Ultimately, there is a "new wave of politically motivated attacks" affecting government and mass media organizations, said Sergey Soldatov, head of SOC at Kaspersky. These attacks may extend beyond organizations in the government and mass media sector. To guard against such attacks, Soldatov recommends that organizations use managed detection and response (MDR) services for "comprehensive threat detection and remediation."
Other Security Predictions for SOCs in 2023
Kaspersky made several other predictions regarding security issues that could impact SOCs in 2023, including:
1. Cybercriminals May Increasingly Target Telecommunications Providers.
In 2021, there was "a prevalence of high-severity incidents" against telecommunications providers throughout the year, Kaspersky indicated. The average share of high-severity incidents against these providers declined in 2022. Regardless, telecommunications companies remain attractive targets for cybercriminals.
2. Cybercriminals Will Use Ransomware to Encrypt and Destroy Business Data.

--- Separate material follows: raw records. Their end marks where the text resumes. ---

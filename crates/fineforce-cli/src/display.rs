//! Terminal rendering for violations, reviews, metrics and the reference
//! analytics.
//!
//! Cards are printed as grouped `label value` sections; charts are plain
//! horizontal bars.

use fineforce_core::analytics::{
    ForecastWindow, HOTSPOTS, OFFICERS, PredictedHotspot, VIOLATION_TYPE_SHARE, WEEKLY_VIOLATIONS,
    alerts_by_urgency,
};
use fineforce_core::{
    AnalysisResult, DashboardMetrics, PageWindow, Violation, ViolationType, format_inr,
};

const BAR_WIDTH: usize = 40;
const MAX_LIST_ITEMS: usize = 10;

// ── Violations ──

/// Print a single violation as a vertical card.
pub fn print_violation_card(v: &Violation) {
    println!("=== Violation {} ===", v.id);
    println!("{} · {}", v.vehicle_number, v.violation_type);
    println!();

    println!("Details");
    field("Date & Time", &v.display_date());
    field("Location", &v.location);
    field("Fine Amount", &format!("₹{}", format_inr(u64::from(v.fine))));
    field("Status", &format!("{} ({})", v.status, v.status.description()));
    println!();

    println!("AI Analysis");
    field("Description", &v.description);
    field("Confidence", &format!("{}%", v.confidence_score.value()));
    print_list("Contributing Factors", &v.contributing_factors);
    println!();

    if !v.image_url.is_empty() {
        println!("Evidence");
        field("Image", &v.image_url);
        println!();
    }
}

/// Print one page of the violation list with its "Showing a to b" footer.
pub fn print_violation_table(window: &PageWindow<'_>) {
    if window.total == 0 {
        println!("No violations found.");
        return;
    }
    println!(
        "{:<38} {:<16} {:<20} {:<19} {:>8} {:<8}",
        "ID", "VEHICLE", "TYPE", "DATE", "FINE", "STATUS"
    );
    for v in window.items {
        println!(
            "{:<38} {:<16} {:<20} {:<19} {:>8} {:<8}",
            truncate(&v.id, 38),
            truncate(&v.vehicle_number, 16),
            v.violation_type.label(),
            v.display_date(),
            format!("₹{}", format_inr(u64::from(v.fine))),
            v.status.as_str(),
        );
    }
    let (from, to) = window.showing();
    println!();
    println!(
        "Showing {from} to {to} of {} results (page {} of {})",
        window.total,
        window.page + 1,
        window.page_count.max(1)
    );
}

// ── Upload review ──

pub fn print_review(analysis: &AnalysisResult, email: &str, advisory: Option<&str>) {
    println!("=== Review AI Analysis ===");
    if let Some(text) = advisory {
        println!("! {text}");
    }
    println!();
    field("Vehicle Number", &analysis.vehicle_number);
    field("Violation Type", analysis.violation_type.label());
    field("Fine (INR)", &format_inr(u64::from(analysis.fine)));
    field("Location", &analysis.location);
    field("Description", &analysis.description);
    print_list("Contributing Factors", &analysis.contributing_factors);
    field("Violator's Email", email);
    field(
        "AI Confidence",
        &format!("{}%", analysis.confidence_score.value()),
    );
    println!();
}

// ── Dashboard ──

pub fn print_metrics(metrics: &DashboardMetrics, distribution: &[(ViolationType, usize)]) {
    for (title, value) in metrics.cards() {
        field(title, &value);
    }
    println!();

    println!("Weekly Violation Trends");
    let weekly: Vec<(&str, u64)> = WEEKLY_VIOLATIONS
        .iter()
        .map(|(day, n)| (*day, u64::from(*n)))
        .collect();
    print_bars(&weekly);
    println!();

    println!("Violation Types (loaded records)");
    if distribution.is_empty() {
        println!("  (none)");
    } else {
        let counts: Vec<(&str, u64)> = distribution
            .iter()
            .map(|(t, n)| (t.label(), *n as u64))
            .collect();
        print_bars(&counts);
    }
    println!();

    println!("Violation Types (monthly share)");
    let share: Vec<(&str, u64)> = VIOLATION_TYPE_SHARE
        .iter()
        .map(|(label, n)| (*label, u64::from(*n)))
        .collect();
    print_bars(&share);
}

// ── Reference analytics ──

pub fn print_hotspots(window: Option<ForecastWindow>) {
    match window {
        Some(window) => print_forecast(window),
        None => {
            println!("Known Hotspots");
            for h in HOTSPOTS {
                println!(
                    "  {:<34} {:<7} {:>4}/day  {}",
                    h.location,
                    h.risk_level.to_string(),
                    h.avg_violations_per_day,
                    h.common_violation
                );
            }
            println!();
            for window in ForecastWindow::ALL {
                print_forecast(window);
            }
        }
    }
}

fn print_forecast(window: ForecastWindow) {
    println!("Predicted Hotspots: {}", window.title());
    for h in window.hotspots() {
        print_predicted(h);
    }
    println!();
}

fn print_predicted(h: &PredictedHotspot) {
    println!("  {} ({} risk, {}% confidence)", h.location, h.predicted_risk, h.confidence);
    println!("    {:<24} {}", "Key factors", h.key_factors.join(", "));
    println!("    {:<24} {}", "Expected violations", h.expected_violations.join(", "));
    println!("    {:<24} {}", "Recommended action", h.recommended_action);
    println!("    {:<24} {:.4}, {:.4}", "Coordinates", h.coords.0, h.coords.1);
}

pub fn print_officers() {
    println!("{:<8} {:<20} {:<10} {:<10} {}", "ID", "NAME", "STATUS", "ZONE", "VEHICLE");
    for o in OFFICERS {
        println!(
            "{:<8} {:<20} {:<10} {:<10} {}",
            o.id,
            o.name,
            o.status.to_string(),
            o.zone,
            o.vehicle_id
        );
    }
}

pub fn print_alerts() {
    for a in alerts_by_urgency() {
        println!("[{:?}] {} · {}", a.status, a.id, a.location);
        println!("    {:<12} {:?}", "Type", a.alert_type);
        println!("    {:<12} {}", "Reported", a.timestamp);
        println!("    {:<12} {}", "Details", a.details);
    }
}

// ── Helpers ──

fn field(label: &str, value: &str) {
    println!("  {:<26} {}", label, value);
}

fn print_list(label: &str, items: &[String]) {
    if items.is_empty() {
        return;
    }
    let shown: Vec<&str> = items
        .iter()
        .take(MAX_LIST_ITEMS)
        .map(String::as_str)
        .collect();
    let mut line = shown.join(", ");
    if items.len() > MAX_LIST_ITEMS {
        line.push_str(&format!(" ... and {} more", items.len() - MAX_LIST_ITEMS));
    }
    field(label, &line);
}

fn print_bars(rows: &[(&str, u64)]) {
    let max = rows.iter().map(|(_, n)| *n).max().unwrap_or(0);
    for (label, n) in rows {
        println!("  {:<22} {} {}", label, bar(*n, max), format_inr(*n));
    }
}

fn bar(value: u64, max: u64) -> String {
    if max == 0 {
        return String::new();
    }
    let len = (value * BAR_WIDTH as u64).div_ceil(max) as usize;
    "█".repeat(len.min(BAR_WIDTH))
}

fn truncate(s: &str, width: usize) -> String {
    if s.chars().count() <= width {
        return s.to_string();
    }
    let mut out: String = s.chars().take(width.saturating_sub(1)).collect();
    out.push('…');
    out
}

In the past, many cybercriminals would encrypt data and hold it for ransom. Now, cybercriminals are more likely than ever before to encrypt and destroy data, which makes it exceedingly important for organizations to properly secure it.
3. Cybercriminals Will Try to Infiltrate Organizations Through Public-Facing Applications.
Public-facing applications can have vulnerabilities that organizations have not addressed. Meanwhile, cybercriminals can exploit these vulnerabilities in the hopes of accessing organizations and their data and systems.
4. Threat Intelligence Will Become More Valuable.
The increasing volume and severity of cyber threats is leading more organizations to invest in technologies that they can use to plan for and combat cyberattacks. At the same time, it is increasing the value of threat intelligence, which helps organizations make fast, informed decisions to secure their operations.
What Can MSSPs Do?
MSSPs can provide organizations with MDR, endpoint protection and other security services to keep pace with evolving cyber threats. In doing so, they can help organizations guard against a wide range of threats and optimize their security posture.